Avec cet essai, comme l'a fait avant lui le philosophe Jean-François Braunstein, la philosophie devenue folle : le genre, l'animal, la mort, Paul Sugy propose d'aller à la source d'une pensée militante "destructurante" plutôt que d'en rester le témoin passif.
S'il existe une heureuse distance entre l'idéologie antispéciste qui revendique un rééchelonnement de nos valeurs par rapport au "vivant", et la sensibilité de nombreux militants, l'histoire enseigne qu'il ne suffit pas de cette distance pour que les militants les plus extrêmes ne cherchent leur mise en application.
Il faut donc prendre cet essai pour ce qu'il est : une alerte sur les bouleversements qu'engendreraient à terme les thèses antispécistes, si elles n'étaient pas connues et comprises.

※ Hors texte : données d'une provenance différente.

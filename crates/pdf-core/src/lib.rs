//! PDF Core - Low-level PDF drawing and compositing
//!
//! This crate provides functionality for:
//! - Drawing text, shapes and images onto a single-page overlay canvas
//! - PDF base-14 fonts with built-in metrics, and embedded TrueType fonts
//! - Embedding raster images (JPEG, PNG with transparency)
//! - Stamping pages of existing PDFs onto new pages and appending documents
//!
//! # Example
//!
//! ```ignore
//! use pdf_core::{Align, Canvas, Color, DocumentBuilder, Layer};
//!
//! let mut canvas = Canvas::a4();
//! canvas.draw_text("Max Mustermann", 70.0, 700.0, Align::Left, "Helvetica", 10.0, Color::black());
//! let overlay = canvas.finish()?;
//!
//! let mut builder = DocumentBuilder::new();
//! builder.add_layered_page(&[Layer::full_page(&background), Layer::full_page(&overlay)], None)?;
//! std::fs::write("offer.pdf", builder.finish()?)?;
//! ```

mod canvas;
mod compose;
mod font;
mod image;
mod text;

pub use canvas::{Canvas, Color, A4_HEIGHT, A4_WIDTH};
pub use compose::{load_pdf, page_count, page_size, DocumentBuilder, Layer};
pub use font::{encode_win_ansi, FontData, FontRef, StandardFont};
pub use image::{calculate_scaled_dimensions, detect_format, ImageFormat, ImageScaleMode};
pub use text::{calculate_x_offset, generate_text_operators, TextRenderContext};

use thiserror::Error;

/// Errors that can occur during PDF operations
#[derive(Debug, Error)]
pub enum PdfError {
    #[error("Failed to open PDF: {0}")]
    OpenError(String),

    #[error("Failed to save PDF: {0}")]
    SaveError(String),

    #[error("Font not found: {0}")]
    FontNotFound(String),

    #[error("Failed to parse font: {0}")]
    FontParseError(String),

    #[error("Invalid page number: {0} (document has {1} pages)")]
    InvalidPage(usize, usize),

    #[error("Image error: {0}")]
    ImageError(String),

    #[error("PDF parsing error: {0}")]
    ParseError(String),

    #[error("IO error: {0}")]
    IoError(#[from] std::io::Error),

    #[error("Lopdf error: {0}")]
    LopdfError(#[from] lopdf::Error),
}

/// Result type for PDF operations
pub type Result<T> = std::result::Result<T, PdfError>;

/// Text alignment options
#[derive(Debug, Clone, Copy, Default, PartialEq, Eq)]
pub enum Align {
    #[default]
    Left,
    Center,
    Right,
}
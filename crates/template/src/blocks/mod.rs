//! Drawing blocks used by the page rules
//!
//! Each block draws one self-contained graphic onto an overlay canvas. The
//! renderer decides which blocks run on which page.

pub mod bar_chart;
pub mod donut;
pub mod images;
pub mod watermark;

use pdf_core::{Canvas, Color};

/// Brand blue of the offer artwork
pub const BRAND_BLUE: u32 = 0x1B3670;

const TRIANGLE_SIZE: f64 = 36.0;

/// Blue triangle in the top-right corner
pub fn draw_corner_triangle(canvas: &mut Canvas) {
    let (w, h) = (canvas.width(), canvas.height());
    canvas.fill_polygon(
        &[(w, h), (w - TRIANGLE_SIZE, h), (w, h - TRIANGLE_SIZE)],
        Color::from_hex(BRAND_BLUE),
    );
}

/// Replace the artwork's logo area with the installer's logo
///
/// The area is only blanked when the logo can be drawn.
pub fn draw_company_logo(canvas: &mut Canvas, payload: &str) -> crate::Result<()> {
    let bytes = images::decode_image_payload(payload)?;
    let h = canvas.height();
    canvas.fill_rect(15.0, h - 75.0, 140.0, 60.0, Color::white());
    images::draw_centred(canvas, &bytes, 20.0, h - 70.0, 120.0, 50.0)?;
    Ok(())
}

#[cfg(test)]
mod tests {
    use super::*;

    #[test]
    fn test_corner_triangle() {
        let mut canvas = Canvas::new(600.0, 800.0);
        draw_corner_triangle(&mut canvas);
        let ops = String::from_utf8_lossy(canvas.content()).to_string();
        assert!(ops.contains("600 800 m\n564 800 l\n600 764 l\nh\nf\n"), "{ops}");
    }

    #[test]
    fn test_company_logo() {
        let mut canvas = Canvas::new(600.0, 800.0);
        draw_company_logo(&mut canvas, &images::tests::png_base64(20, 10)).unwrap();
        let ops = String::from_utf8_lossy(canvas.content()).to_string();
        assert!(ops.contains("15 725 140 60 re"));
        // 100 x 50 centred in the 120 x 50 slot
        assert!(ops.contains("100 0 0 50 30 730 cm"), "{ops}");
        assert!(ops.contains("/Im1 Do"));
    }

    #[test]
    fn test_bad_company_logo_leaves_artwork() {
        let mut canvas = Canvas::new(600.0, 800.0);
        assert!(draw_company_logo(&mut canvas, "%%%").is_err());
        assert!(canvas.is_empty());
    }
}
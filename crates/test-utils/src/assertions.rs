//! Snapshot testing assertions for diagnostics
//!
//! This module provides helpers for snapshot testing with insta.
//! Diagnostics are formatted consistently for readable snapshots.

use markup_types::Diagnostic;

/// Format a list of diagnostics for snapshot testing.
///
/// One line per diagnostic: `[n] line:column severity message (rule)`,
/// with the end position and fix range appended when present.
#[must_use]
pub fn format_diagnostics(diagnostics: &[Diagnostic]) -> String {
    if diagnostics.is_empty() {
        return String::from("(no diagnostics)");
    }

    diagnostics
        .iter()
        .enumerate()
        .map(|(i, d)| {
            let mut line = format!(
                "[{}] {}:{} {} {}",
                i + 1,
                d.line,
                d.column,
                d.severity,
                d.message
            );
            if let (Some(end_line), Some(end_column)) = (d.end_line, d.end_column) {
                line.push_str(&format!(" ..{end_line}:{end_column}"));
            }
            if let Some(rule) = &d.rule_id {
                line.push_str(&format!(" ({rule})"));
            }
            if let Some(fix) = &d.fix {
                line.push_str(&format!(" fix={} {:?}", fix.range, fix.text));
            }
            line
        })
        .collect::<Vec<_>>()
        .join("\n")
}

#[cfg(test)]
mod tests {
    use super::*;
    use markup_types::Fix;

    #[test]
    fn test_format_diagnostics_empty() {
        assert_eq!(format_diagnostics(&[]), "(no diagnostics)");
    }

    #[test]
    fn test_format_diagnostics_full() {
        let diagnostics = vec![
            Diagnostic::error(2, 5, "unexpected token").with_rule("parse"),
            Diagnostic::warning(4, 1, "trailing whitespace")
                .with_end(4, 3)
                .with_fix(Fix::delete(30, 32)),
        ];
        let formatted = format_diagnostics(&diagnostics);
        assert_eq!(
            formatted,
            "[1] 2:5 error unexpected token (parse)\n\
             [2] 4:1 warning trailing whitespace ..4:3 fix=30..32 \"\""
        );
    }
}
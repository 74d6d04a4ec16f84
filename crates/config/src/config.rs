use serde::{Deserialize, Serialize};
use std::path::Path;

/// Placeholder text substituted for each kind of markup span.
///
/// Plain `<? ... ?>` statement blocks and `<?= ... ?>` value-emitting blocks
/// get separate placeholders: an emit block sits in expression position in
/// the host language, so its placeholder must be a valid expression (`"0"`
/// by default), while a statement block can usually vanish entirely.
#[derive(Debug, Clone, PartialEq, Eq, Serialize, Deserialize)]
#[serde(default, rename_all = "kebab-case")]
pub struct Replacement {
    /// Substituted for plain `<? ... ?>` statement blocks
    pub plain: String,
    /// Substituted for `<?= ... ?>` value-emitting blocks
    pub emit: String,
}

impl Default for Replacement {
    fn default() -> Self {
        Self {
            plain: String::new(),
            emit: String::from("0"),
        }
    }
}

/// Options controlling how embedded markup is filtered out of a document
/// before the host analyzer runs.
///
/// All options have defaults, so an empty config file (or none at all) is
/// valid. An empty placeholder string is legal and simply removes the span.
#[derive(Debug, Clone, PartialEq, Eq, Serialize, Deserialize)]
#[serde(default, rename_all = "kebab-case")]
pub struct MarkupConfig {
    /// File extensions (with leading dot) treated as embedding documents
    pub extensions: Vec<String>,
    /// Placeholder text per span kind
    pub replacement: Replacement,
    /// Preserve the line terminator after a span instead of folding it into
    /// the replaced region
    pub keep_line_ending: bool,
    /// Strip whitespace adjacent to a span when it would survive only as a
    /// substitution artifact next to the placeholder
    pub collapse_whitespace: bool,
    /// Absorb leading same-line whitespace into a span when doing so leaves
    /// no blank line behind
    pub collapse_blank_line: bool,
}

impl Default for MarkupConfig {
    fn default() -> Self {
        Self {
            extensions: vec![String::from(".php")],
            replacement: Replacement::default(),
            keep_line_ending: false,
            collapse_whitespace: false,
            collapse_blank_line: false,
        }
    }
}

impl MarkupConfig {
    /// Check whether a file should be treated as an embedding document
    /// based on its extension.
    #[must_use]
    pub fn applies_to(&self, path: &Path) -> bool {
        let Some(extension) = path.extension().and_then(|ext| ext.to_str()) else {
            return false;
        };
        self.extensions
            .iter()
            .any(|configured| configured.strip_prefix('.') == Some(extension))
    }
}
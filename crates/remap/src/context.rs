//! Per-document remapping state and the translation fold.

use markup_config::MarkupConfig;
use markup_extract::{extract, RegionRecord};
use markup_types::{Diagnostic, LineIndex, OffsetRange, Position};

use crate::error::{RemapError, Result};

/// Per-document remapping state.
///
/// Lifecycle: [`prepare`](Self::prepare) filters the document before the
/// analyzer runs; [`attach_filtered_lines`](Self::attach_filtered_lines)
/// completes the context once the filtered buffer's tokenized form exists;
/// [`remap_diagnostics`](Self::remap_diagnostics) consumes it. A context
/// describes exactly one document and is discarded afterwards.
#[derive(Debug, Clone)]
pub struct AnalysisContext {
    /// Line-start table of the original buffer (`None` when no regions were
    /// found, in which case the buffers are identical)
    source_lines: Option<LineIndex>,
    /// Region records in scan order
    regions: Vec<RegionRecord>,
    /// Line-start table of the filtered buffer, attached after analysis
    filtered_lines: Option<LineIndex>,
}

impl AnalysisContext {
    /// Filter `text` and capture everything needed to invert the
    /// substitutions later. Returns the context and the filtered buffer to
    /// hand to the analyzer.
    #[tracing::instrument(skip_all, fields(len = text.len()))]
    #[must_use]
    pub fn prepare(text: &str, config: &MarkupConfig) -> (Self, String) {
        let extraction = extract(text, config);
        let context = Self {
            source_lines: extraction.source_lines,
            regions: extraction.regions,
            filtered_lines: None,
        };
        (context, extraction.filtered)
    }

    /// Record the filtered buffer's line-start table once its tokenized
    /// form is available. Must be called before any translation.
    pub fn attach_filtered_lines(&mut self, lines: LineIndex) {
        self.filtered_lines = Some(lines);
    }

    /// The region records captured for this document, in scan order.
    #[must_use]
    pub fn regions(&self) -> &[RegionRecord] {
        &self.regions
    }

    /// Returns `true` if the document contained any markup spans.
    #[must_use]
    pub fn has_regions(&self) -> bool {
        !self.regions.is_empty()
    }

    /// Translate a filtered-buffer byte offset to an original-buffer offset.
    ///
    /// Walks the region list in order, re-inflating every substitution at
    /// or before the running value. Comparing the running value against
    /// each region's start in *original* coordinates is sound because the
    /// regions are ordered left to right and the fold shifts the running
    /// value past each region before the next comparison.
    pub fn to_original_offset(&self, offset: usize) -> Result<usize> {
        let filtered = self.filtered_lines()?;
        if offset > filtered.len() {
            return Err(RemapError::OffsetOutOfRange {
                offset,
                len: filtered.len(),
            });
        }
        let original = self.reinflate(offset);
        usize::try_from(original).map_err(|_| RemapError::OffsetOutOfRange {
            offset,
            len: filtered.len(),
        })
    }

    /// Translate a filtered-buffer position to an original-buffer position.
    pub fn to_original_position(&self, position: Position) -> Result<Position> {
        let filtered = self.filtered_lines()?;
        let offset =
            filtered
                .position_to_offset(position)
                .ok_or(RemapError::PositionOutOfRange {
                    line: position.line,
                    column: position.column,
                })?;
        let original = self.to_original_offset(offset)?;
        // With no regions the buffers are identical, so the filtered table
        // serves for both.
        let lines = self.source_lines.as_ref().unwrap_or(filtered);
        lines
            .offset_to_position(original)
            .ok_or(RemapError::OffsetOutOfRange {
                offset: original,
                len: lines.len(),
            })
    }

    /// Translate a half-open fix range.
    ///
    /// The end bound is exclusive and must track the last *included*
    /// character's original offset, so it is translated as `f(end - 1) + 1`;
    /// translating the exclusive bound directly would misattribute it across
    /// a region boundary that happens to align with the range end.
    pub fn to_original_fix_range(&self, range: OffsetRange) -> Result<OffsetRange> {
        if range.is_empty() {
            // insertion point, nothing after it to track
            let at = self.to_original_offset(range.start)?;
            return Ok(OffsetRange::at(at));
        }
        Ok(OffsetRange::new(
            self.to_original_offset(range.start)?,
            self.to_original_offset(range.end - 1)? + 1,
        ))
    }

    /// Rewrite `diagnostics` in place so every position and fix range
    /// addresses the original buffer.
    ///
    /// Diagnostics positioned strictly before the first region's start need
    /// no translation: everything up to that point is identical in both
    /// buffers. Once one diagnostic reaches that mark, it and all later
    /// ones are remapped. With no regions the list is left untouched.
    #[tracing::instrument(skip_all, fields(regions = self.regions.len(), count = diagnostics.len()))]
    pub fn remap_diagnostics(&self, diagnostics: &mut [Diagnostic]) -> Result<()> {
        let Some(first) = self.regions.first() else {
            return Ok(());
        };
        let filtered = self.filtered_lines()?;
        let significance_start = first.span.start;

        let mut started = false;
        for diagnostic in &mut *diagnostics {
            if !started {
                let position = diagnostic.position();
                let offset =
                    filtered
                        .position_to_offset(position)
                        .ok_or(RemapError::PositionOutOfRange {
                            line: position.line,
                            column: position.column,
                        })?;
                started = offset >= significance_start;
            }
            if started {
                self.remap_one(diagnostic)?;
            }
        }
        Ok(())
    }

    fn remap_one(&self, diagnostic: &mut Diagnostic) -> Result<()> {
        let position = self.to_original_position(diagnostic.position())?;
        diagnostic.line = position.line;
        diagnostic.column = position.column;

        if let Some(fix) = diagnostic.fix.as_mut() {
            fix.range = self.to_original_fix_range(fix.range)?;
        }

        if let (Some(line), Some(column)) = (diagnostic.end_line, diagnostic.end_column) {
            let end = self.to_original_position(Position::new(line, column))?;
            diagnostic.end_line = Some(end.line);
            diagnostic.end_column = Some(end.column);
        }
        Ok(())
    }

    /// The single additive fold: each substitution's net effect on offsets
    /// is exactly its size delta, and the regions are disjoint and ordered,
    /// so cumulative deltas compose without tracking filtered offsets.
    /// The comparison is at-or-past the start: the first host character
    /// after an erased span shares its offset with the span start in the
    /// filtered buffer and must still re-inflate past it. Signed because a
    /// placeholder longer than its span shifts later offsets left.
    fn reinflate(&self, offset: usize) -> i64 {
        let mut position = offset as i64;
        for region in &self.regions {
            if position >= region.span.start as i64 {
                position += region.delta();
            }
        }
        position
    }

    fn filtered_lines(&self) -> Result<&LineIndex> {
        self.filtered_lines
            .as_ref()
            .ok_or(RemapError::MissingFilteredLines)
    }
}

#[cfg(test)]
mod tests {
    use super::*;

    fn prepared(text: &str, config: &MarkupConfig) -> (AnalysisContext, String) {
        let (mut context, filtered) = AnalysisContext::prepare(text, config);
        context.attach_filtered_lines(LineIndex::new(&filtered));
        (context, filtered)
    }

    #[test]
    fn test_prepare_without_markup() {
        let (context, filtered) = AnalysisContext::prepare("plain text\n", &MarkupConfig::default());
        assert_eq!(filtered, "plain text\n");
        assert!(!context.has_regions());
    }

    #[test]
    fn test_offset_translation_across_one_region() {
        // "abc<?php x ?>def" -> "abcdef"
        let text = "abc<?php x ?>def";
        let (context, filtered) = prepared(text, &MarkupConfig::default());
        assert_eq!(filtered, "abcdef");

        // before the region: unchanged
        assert_eq!(context.to_original_offset(0).unwrap(), 0);
        assert_eq!(context.to_original_offset(2).unwrap(), 2);
        // at and after the erased span: shifted by the span length
        assert_eq!(context.to_original_offset(3).unwrap(), 13);
        assert_eq!(context.to_original_offset(4).unwrap(), 14);
        assert_eq!(context.to_original_offset(6).unwrap(), 16);
    }

    #[test]
    fn test_offset_translation_composes_across_regions() {
        // "a<?php x ?>b<?php y ?>c" -> "abc"
        let text = "a<?php x ?>b<?php y ?>c";
        let (context, filtered) = prepared(text, &MarkupConfig::default());
        assert_eq!(filtered, "abc");

        // 'b' sits between the two regions, 'c' after both
        assert_eq!(context.to_original_offset(0).unwrap(), 0);
        assert_eq!(context.to_original_offset(1).unwrap(), 11);
        assert_eq!(context.to_original_offset(2).unwrap(), 22);
        assert_eq!(context.to_original_offset(3).unwrap(), 23);
    }

    #[test]
    fn test_offset_out_of_range_fails_loudly() {
        let (context, _) = prepared("a<?php x ?>b", &MarkupConfig::default());
        let result = context.to_original_offset(99);
        assert_eq!(
            result,
            Err(RemapError::OffsetOutOfRange { offset: 99, len: 2 })
        );
    }

    #[test]
    fn test_translation_requires_attached_lines() {
        let (context, _) = AnalysisContext::prepare("a<?php x ?>b", &MarkupConfig::default());
        assert_eq!(
            context.to_original_offset(0),
            Err(RemapError::MissingFilteredLines)
        );
    }

    #[test]
    fn test_position_translation() {
        // line 2 of the filtered buffer is line 3 of the original
        let text = "<outer>\n<?lang stmt1 ?>\nmore\n<outer/>\n";
        let (context, filtered) = prepared(text, &MarkupConfig::default());
        assert_eq!(filtered, "<outer>\nmore\n<outer/>\n");

        let original = context.to_original_position(Position::new(2, 1)).unwrap();
        assert_eq!(original, Position::new(3, 1));
        let original = context.to_original_position(Position::new(2, 3)).unwrap();
        assert_eq!(original, Position::new(3, 3));
    }

    #[test]
    fn test_remap_diagnostics_no_regions_is_identity() {
        let (context, _) = prepared("no markup here\n", &MarkupConfig::default());
        let mut diagnostics = vec![Diagnostic::error(1, 3, "kept as-is")];
        let expected = diagnostics.clone();
        context.remap_diagnostics(&mut diagnostics).unwrap();
        assert_eq!(diagnostics, expected);
    }

    #[test]
    fn test_start_significance_filter() {
        // diagnostics before the first region's start stay untouched
        let text = "var a = 1;\n<?php x ?>\nvar b = 2;\n";
        let (context, filtered) = prepared(text, &MarkupConfig::default());
        assert_eq!(filtered, "var a = 1;\nvar b = 2;\n");

        let mut diagnostics = vec![
            Diagnostic::warning(1, 5, "before any region"),
            Diagnostic::warning(2, 5, "after the region"),
        ];
        context.remap_diagnostics(&mut diagnostics).unwrap();
        assert_eq!(diagnostics[0].position(), Position::new(1, 5));
        assert_eq!(diagnostics[1].position(), Position::new(3, 5));
    }

    #[test]
    fn test_remap_carries_end_position() {
        let text = "a;\n<?php x ?>\nlet bb = 1;\n";
        let (context, _) = prepared(text, &MarkupConfig::default());

        let mut diagnostics = vec![Diagnostic::warning(2, 5, "span").with_end(2, 7)];
        context.remap_diagnostics(&mut diagnostics).unwrap();
        assert_eq!(diagnostics[0].position(), Position::new(3, 5));
        assert_eq!(diagnostics[0].end_line, Some(3));
        assert_eq!(diagnostics[0].end_column, Some(7));
    }

    #[test]
    fn test_fix_range_translation_preserves_length() {
        // fix range entirely inside one host-language stretch
        let text = "a;\n<?php x ?>\nlet bb = 1;\n";
        let (context, filtered) = prepared(text, &MarkupConfig::default());
        assert_eq!(filtered, "a;\nlet bb = 1;\n");

        // "bb" in the filtered buffer is at 7..9; in the original at 18..20
        assert_eq!(&filtered[7..9], "bb");
        assert_eq!(&text[18..20], "bb");
        let translated = context
            .to_original_fix_range(OffsetRange::new(7, 9))
            .unwrap();
        assert_eq!(translated, OffsetRange::new(18, 20));
        assert_eq!(translated.len(), 2);
    }

    #[test]
    fn test_fix_range_end_not_dragged_across_region_boundary() {
        // "ab<?php x ?>cd" -> "abcd"; a fix covering exactly "ab" must end
        // at the region start, not after the re-inflated region
        let text = "ab<?php x ?>cd";
        let (context, filtered) = prepared(text, &MarkupConfig::default());
        assert_eq!(filtered, "abcd");

        let translated = context
            .to_original_fix_range(OffsetRange::new(0, 2))
            .unwrap();
        assert_eq!(translated, OffsetRange::new(0, 2));
    }

    #[test]
    fn test_empty_fix_range_translates_as_point() {
        let text = "ab<?php x ?>cd";
        let (context, _) = prepared(text, &MarkupConfig::default());
        let translated = context.to_original_fix_range(OffsetRange::at(3)).unwrap();
        assert_eq!(translated, OffsetRange::at(13));
    }

    #[test]
    fn test_round_trip_for_out_of_region_positions() {
        let text = "head\n<?php a ?>\nmiddle\n<?= b ?> tail\n";
        let (context, filtered) = prepared(text, &MarkupConfig::default());

        let source_lines = LineIndex::new(text);
        let filtered_lines = LineIndex::new(&filtered);

        // inverse construction: an original offset outside every span sits
        // left of its original position by the total shrinkage of the
        // regions before it; translating back must recover it exactly
        for offset in 0..=text.len() {
            let in_region = context
                .regions()
                .iter()
                .any(|r| r.span.start <= offset && offset < r.span.end);
            if in_region {
                continue;
            }
            let shift: i64 = context
                .regions()
                .iter()
                .filter(|r| r.span.end <= offset)
                .map(markup_extract::RegionRecord::delta)
                .sum();
            let filtered_offset = usize::try_from(offset as i64 - shift).unwrap();
            assert_eq!(
                context.to_original_offset(filtered_offset).unwrap(),
                offset,
                "offset {offset} did not round-trip"
            );
            let mapped = context
                .to_original_position(filtered_lines.position_at(filtered_offset))
                .unwrap();
            assert_eq!(mapped, source_lines.position_at(offset));
        }
    }
}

Le refus, en tout, de toute différence, estomperait le propre de l'Homme - sa capacité à penser et accompagner l'évolution du monde - au nom de l'abolition d'une dictature "spéciste" dénoncée comme illégitime et intolérable. La tolérance n'exige pas moins de chacun de choisir en connaissance de cause.
Une phrase
A propos du Manifeste de Donna Harraway
"Elle a notamment résumé sa thèse dans un Manifeste à tout le moins surprenant, qui propose en quatrième de couverture de "prendre notre relation avec les chiens au sérieux et apprendre une éthique et une politique dévolue à la prolifération des relations avec des êtres autres qui comptent. Car la catégorie des espèces compagnes est bien plus vaste que celle des animaux de compagnie, elle inclut en effet le riz, les abeilles, la flore intestinale, les tulipes…". P 63
"Le postmarxisme et le progressisme n'éprouveront donc aucune difficulté pratique à parvenir, par des chemins différents, à la même conclusion quant à l'urgence d'une libération des animaux : il suffit pour cela que les premiers voient dans les animaux des prolétaires et que les seconds les considèrent comme des minorités. " P 87
"[…] le combat pour la libération animale est tout entier calqué sur le mouvement de libération des Noirs, qui servit selon Singer de "modèle pour d'autres groupes opprimés" tels les homosexuels, les indiens d'Amérique… ou les femmes. Comme pour chacun de ces combats, celui des animaux "exige un élargissement de nos horizons moraux", et "un retournement de point de vue". A chaque fois, il s'agit de faire prendre conscience au groupe oppresseur de ses pratiques oppressives. Certains apprécieront la comparaison." P 91
"L'"éternel Treblinka", c'est donc l'idée que le "génocide" des animaux tués dans les abattoirs pour produire de la viande serait un acte intrinsèquement similaire au génocide des Juifs : le préjugé selon lequel il existe des "espèces supérieures" n'étant que l'écho criminel à la croyance dans l'existence d'une "race supérieure" parmi les hommes. Antinazisme, antispécisme : même combat." P 98
"C'est dans cet oubli de tout ce que contient le nom de l'homme que prend racine le projet antispéciste, celui d'une annihilation de l'exception humaine- car c'est bien de cela qu'il est question, derrière l'éventail des droits des animaux." P 176
L'auteur
Paul Sugy est journaliste au Figaro. Diplômé de Sciences Po, ancien élève de l'Ecole Normale Supérieure, est un passionné de philosophie. L'Extinction de l'Homme est son premier essai.